What did @greta.div actually say?
She made three distinct claims: peptides are naturally produced in the body, modern diet and lifestyle cause the body to produce fewer of them, and peptide supplementation has become a go-to recommendation in anti-aging, wellness, and aesthetics circles. The framing is that deficiency drives the trend. That last part about who's getting pushed peptides is probably her most accurate observation.
The framing goes roughly like this: your body is supposed to make these compounds, modern living has broken that process, and so wealthy people at med spas are filling the gap with injections or supplements. It's a tidy story. Some of it holds up. Some of it doesn't.
Does the science back this up?
Partially. The basic biology is correct. Peptides are short chains of amino acids, and the body produces many of them endogenously. But the claim that modern diet and lifestyle cause a systemic deficiency in peptides is not well-established in peer-reviewed literature. That is doing a lot of work as a premise.
Take GHK-Cu, the peptide tagged in this video. Pickart and Margolina (2018, Biomolecules) documented declining plasma GHK-Cu levels with age, dropping from roughly 200 ng/mL in young adults to under 80 ng/mL in older individuals. That is an age-related decline, not a diet-induced one. The mechanism is aging biology, not a consequence of eating processed food or sitting at a desk. Conflating the two is a meaningful error.
For peptides like BPC-157 or TB-500 analogs, the body does not naturally circulate them in measurable concentrations the way hormones do. They are not "lacking" in any clinically defined sense. The supplementation logic for those compounds rests on pharmacological effects, not on restoring a depleted pool.
What did they get wrong (or right)?
Credit where it's due: the definition is accurate. Peptides are short amino acid chains, and many are endogenous signaling molecules. She's also right that the med spa and concierge medicine world has latched onto peptides hard. That observation matches what practitioners and trade publications have been reporting for several years.
What she got wrong is the causation behind supplementation. Saying the body is "lacking" peptides "because of our diet and our way of living" is not a claim supported by clinical evidence for most peptides being marketed right now. It sounds intuitive, but intuitive is not the same as evidenced. The decline in something like GHK-Cu is tied to chronological aging, not lifestyle choices in any straightforward way.

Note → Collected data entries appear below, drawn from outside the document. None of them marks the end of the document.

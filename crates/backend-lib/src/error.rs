// crates/backend-lib/src/error.rs

//! Central error type for the relay.
use meetroom_common::{ActionErrorReason, RoomErrorReason};
use thiserror::Error;

use crate::validation::ValidationError;

/// Application error types with error codes and context
#[derive(Error, Debug)]
pub enum AppError {
    #[error("Admission rejected: {0:?}")]
    Admission(RoomErrorReason),

    #[error("Action rejected: {0:?}")]
    Action(ActionErrorReason),

    #[error("Invalid input: {0}")]
    Validation(#[from] ValidationError),

    #[error("Room {0} is shutting down")]
    RoomClosed(String),

    #[error("Internal error: {0}")]
    Internal(String),
}

impl AppError {
    /// Get the error code for this error
    pub fn error_code(&self) -> &'static str {
        match self {
            AppError::Admission(RoomErrorReason::WrongPassword) => "ROOM_001",
            AppError::Admission(RoomErrorReason::RoomNotFound) => "ROOM_002",
            AppError::Admission(RoomErrorReason::MeetingEnded) => "ROOM_003",
            AppError::Admission(RoomErrorReason::TooManyAttempts) => "ROOM_004",
            AppError::Action(_) => "ACTION_001",
            AppError::Validation(_) => "VAL_001",
            AppError::RoomClosed(_) => "ROOM_005",
            AppError::Internal(_) => "INT_001",
        }
    }

    /// Get a sanitized message suitable for production use
    pub fn sanitized_message(&self) -> String {
        match self {
            AppError::Admission(RoomErrorReason::WrongPassword) => {
                "Authentication failed".to_string()
            },
            AppError::Admission(RoomErrorReason::TooManyAttempts) => {
                "Too many join attempts, please try again later".to_string()
            },
            AppError::Admission(_) => "Room unavailable".to_string(),
            AppError::Action(_) => "Action not permitted".to_string(),
            AppError::Validation(_) => "Invalid input provided".to_string(),
            AppError::RoomClosed(_) | AppError::Internal(_) => {
                "An internal server error occurred".to_string()
            },
        }
    }

    /// Message text for an `error` frame; detailed in debug builds only.
    pub fn client_message(&self) -> String {
        if cfg!(debug_assertions) {
            self.to_string()
        } else {
            self.sanitized_message()
        }
    }
}

impl From<ActionErrorReason> for AppError {
    fn from(reason: ActionErrorReason) -> Self {
        AppError::Action(reason)
    }
}

impl From<RoomErrorReason> for AppError {
    fn from(reason: RoomErrorReason) -> Self {
        AppError::Admission(reason)
    }
}
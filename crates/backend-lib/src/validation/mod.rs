// ============================
// crates/backend-lib/src/validation/mod.rs
// ============================
//! Message validation module.
//!
//! Everything a client sends is checked here before it reaches a room actor.

use meetroom_common::{ClientMessage, IceCandidate};
use regex::Regex;
use std::sync::LazyLock;
use thiserror::Error;

// Common validation constants
const MAX_ROOM_ID_LENGTH: usize = 64;
const MAX_PARTICIPANT_ID_LENGTH: usize = 64;
const MAX_DISPLAY_NAME_LENGTH: usize = 100;
const MAX_PASSWORD_LENGTH: usize = 128;
const MAX_SDP_LENGTH: usize = 64 * 1024;
const MAX_CANDIDATE_LENGTH: usize = 1024;

// Regex patterns for validation
static ID_REGEX: LazyLock<Regex> =
    LazyLock::new(|| Regex::new(r"^[a-zA-Z0-9_-]+$").expect("static regex"));
static DISPLAY_NAME_REGEX: LazyLock<Regex> =
    LazyLock::new(|| Regex::new(r"^[^<>/\\{}\[\];]*$").expect("static regex"));

/// Possible validation errors
#[derive(Error, Debug)]
pub enum ValidationError {
    #[error("Invalid room ID: {0}")]
    InvalidRoomId(String),

    #[error("Invalid participant ID: {0}")]
    InvalidParticipantId(String),

    #[error("Invalid display name: {0}")]
    InvalidDisplayName(String),

    #[error("Invalid password: {0}")]
    InvalidPassword(String),

    #[error("Invalid session description: {0}")]
    InvalidSdp(String),

    #[error("Invalid ICE candidate: {0}")]
    InvalidCandidate(String),
}

/// Result type for validation operations
pub type ValidationResult<T> = Result<T, ValidationError>;

fn validate_id(id: &str, max: usize) -> Result<&str, String> {
    if id.is_empty() {
        return Err("must not be empty".to_string());
    }
    if id.len() > max {
        return Err(format!("must be at most {max} characters"));
    }
    if !ID_REGEX.is_match(id) {
        return Err("must contain only alphanumeric characters, '-' and '_'".to_string());
    }
    Ok(id)
}

/// Validate a room ID
pub fn validate_room_id(room_id: &str) -> ValidationResult<&str> {
    validate_id(room_id, MAX_ROOM_ID_LENGTH).map_err(ValidationError::InvalidRoomId)
}

/// Validate a participant ID
pub fn validate_participant_id(participant_id: &str) -> ValidationResult<&str> {
    validate_id(participant_id, MAX_PARTICIPANT_ID_LENGTH)
        .map_err(ValidationError::InvalidParticipantId)
}

/// Validate a display name
pub fn validate_display_name(name: &str) -> ValidationResult<&str> {
    if name.trim().is_empty() {
        return Err(ValidationError::InvalidDisplayName(
            "Display name must not be empty".to_string(),
        ));
    }

    if name.chars().count() > MAX_DISPLAY_NAME_LENGTH {
        return Err(ValidationError::InvalidDisplayName(format!(
            "Display name must be between 1 and {MAX_DISPLAY_NAME_LENGTH} characters"
        )));
    }

    // Check for potentially dangerous characters
    if !DISPLAY_NAME_REGEX.is_match(name) {
        return Err(ValidationError::InvalidDisplayName(
            "Display name contains invalid characters".to_string(),
        ));
    }

    Ok(name)
}

/// Validate a room password. Empty means "no password".
pub fn validate_password(password: &str) -> ValidationResult<&str> {
    if password.len() > MAX_PASSWORD_LENGTH {
        return Err(ValidationError::InvalidPassword(format!(
            "Password cannot exceed {MAX_PASSWORD_LENGTH} characters"
        )));
    }
    Ok(password)
}

/// Validate an SDP blob. Contents are opaque to the relay; only size is checked.
pub fn validate_sdp(sdp: &str) -> ValidationResult<&str> {
    if sdp.is_empty() {
        return Err(ValidationError::InvalidSdp("SDP must not be empty".to_string()));
    }
    if sdp.len() > MAX_SDP_LENGTH {
        return Err(ValidationError::InvalidSdp(format!(
            "SDP cannot exceed {MAX_SDP_LENGTH} bytes"
        )));
    }
    Ok(sdp)
}

/// Validate an ICE candidate
pub fn validate_candidate(candidate: &IceCandidate) -> ValidationResult<&IceCandidate> {
    // an empty candidate string is the end-of-candidates marker and is allowed
    if candidate.candidate.len() > MAX_CANDIDATE_LENGTH {
        return Err(ValidationError::InvalidCandidate(format!(
            "Candidate cannot exceed {MAX_CANDIDATE_LENGTH} bytes"
        )));
    }
    Ok(candidate)
}

/// Validate every field of a client message
pub fn validate_client_message(msg: &ClientMessage) -> ValidationResult<()> {
    if let Some(room_id) = msg.room_id() {
        validate_room_id(room_id)?;
    }

    match msg {
        ClientMessage::Join {
            participant_id,
            display_name,
            password,
            ..
        } => {
            validate_participant_id(participant_id)?;
            validate_display_name(display_name)?;
            if let Some(password) = password {
                validate_password(password)?;
            }
        },
        ClientMessage::Offer { target_id, sdp, .. }
        | ClientMessage::Answer { target_id, sdp, .. } => {
            validate_participant_id(target_id)?;
            validate_sdp(sdp)?;
        },
        ClientMessage::IceCandidate {
            target_id,
            candidate,
            ..
        } => {
            validate_participant_id(target_id)?;
            validate_candidate(candidate)?;
        },
        ClientMessage::Leave { participant_id, .. }
        | ClientMessage::StartMeeting { participant_id, .. }
        | ClientMessage::EndMeeting { participant_id, .. }
        | ClientMessage::ToggleVideo { participant_id, .. }
        | ClientMessage::ToggleAudio { participant_id, .. } => {
            validate_participant_id(participant_id)?;
        },
        ClientMessage::Promote {
            requester_id,
            target_id,
            ..
        }
        | ClientMessage::Demote {
            requester_id,
            target_id,
            ..
        }
        | ClientMessage::Kick {
            requester_id,
            target_id,
            ..
        }
        | ClientMessage::ApproveWaiting {
            requester_id,
            target_id,
            ..
        }
        | ClientMessage::RejectWaiting {
            requester_id,
            target_id,
            ..
        }
        | ClientMessage::MuteParticipant {
            requester_id,
            target_id,
            ..
        }
        | ClientMessage::UnmuteParticipant {
            requester_id,
            target_id,
            ..
        } => {
            validate_participant_id(requester_id)?;
            validate_participant_id(target_id)?;
        },
        ClientMessage::MuteAll { requester_id, .. }
        | ClientMessage::SetWaitingRoom { requester_id, .. } => {
            validate_participant_id(requester_id)?;
        },
        ClientMessage::Ping => {},
    }

    Ok(())
}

The phrase "hypothesized" is doing some honest lifting here. To her credit, she does not say this is proven. But on a 299K-view TikTok, nuance tends to get lost, and viewers likely walk away believing their smoothie habits depleted their peptide reserves.
What should you actually know?
The peptide category is genuinely interesting science that is also genuinely overhyped in consumer settings. Here's what the evidence actually supports versus what it doesn't.
- GHK-Cu has real in vitro and some in vivo data for wound healing and collagen synthesis (Pickart et al., 2015, Journal of Aging Science), but human clinical trials in healthy adults are limited.
- BPC-157 has animal model data suggesting gut and tendon repair effects, but no completed Phase II or Phase III human trials as of 2024.
- Ipamorelin and CJC-1295 stimulate growth hormone release, but the long-term safety profile in healthy aging adults has not been established in large randomized controlled trials.
- Most compounded peptides available through telehealth are not FDA-approved for the indications being marketed. Regulatory status matters and should be part of any informed consent conversation.
The "wealthy people at med spas" observation is also a real access and equity issue. These protocols can run hundreds to thousands of dollars monthly with limited insurance coverage, creating a two-tiered system where experimental interventions go to those who can afford to experiment.
Bottom line
This video is not egregiously wrong, but it leans on an unproven deficiency narrative to justify supplementation. That narrative sounds scientific without being rigorously supported. If you are curious about peptide therapy, talk to a licensed provider who can explain what is known, what is not known, and what the regulatory status of any specific compound actually is.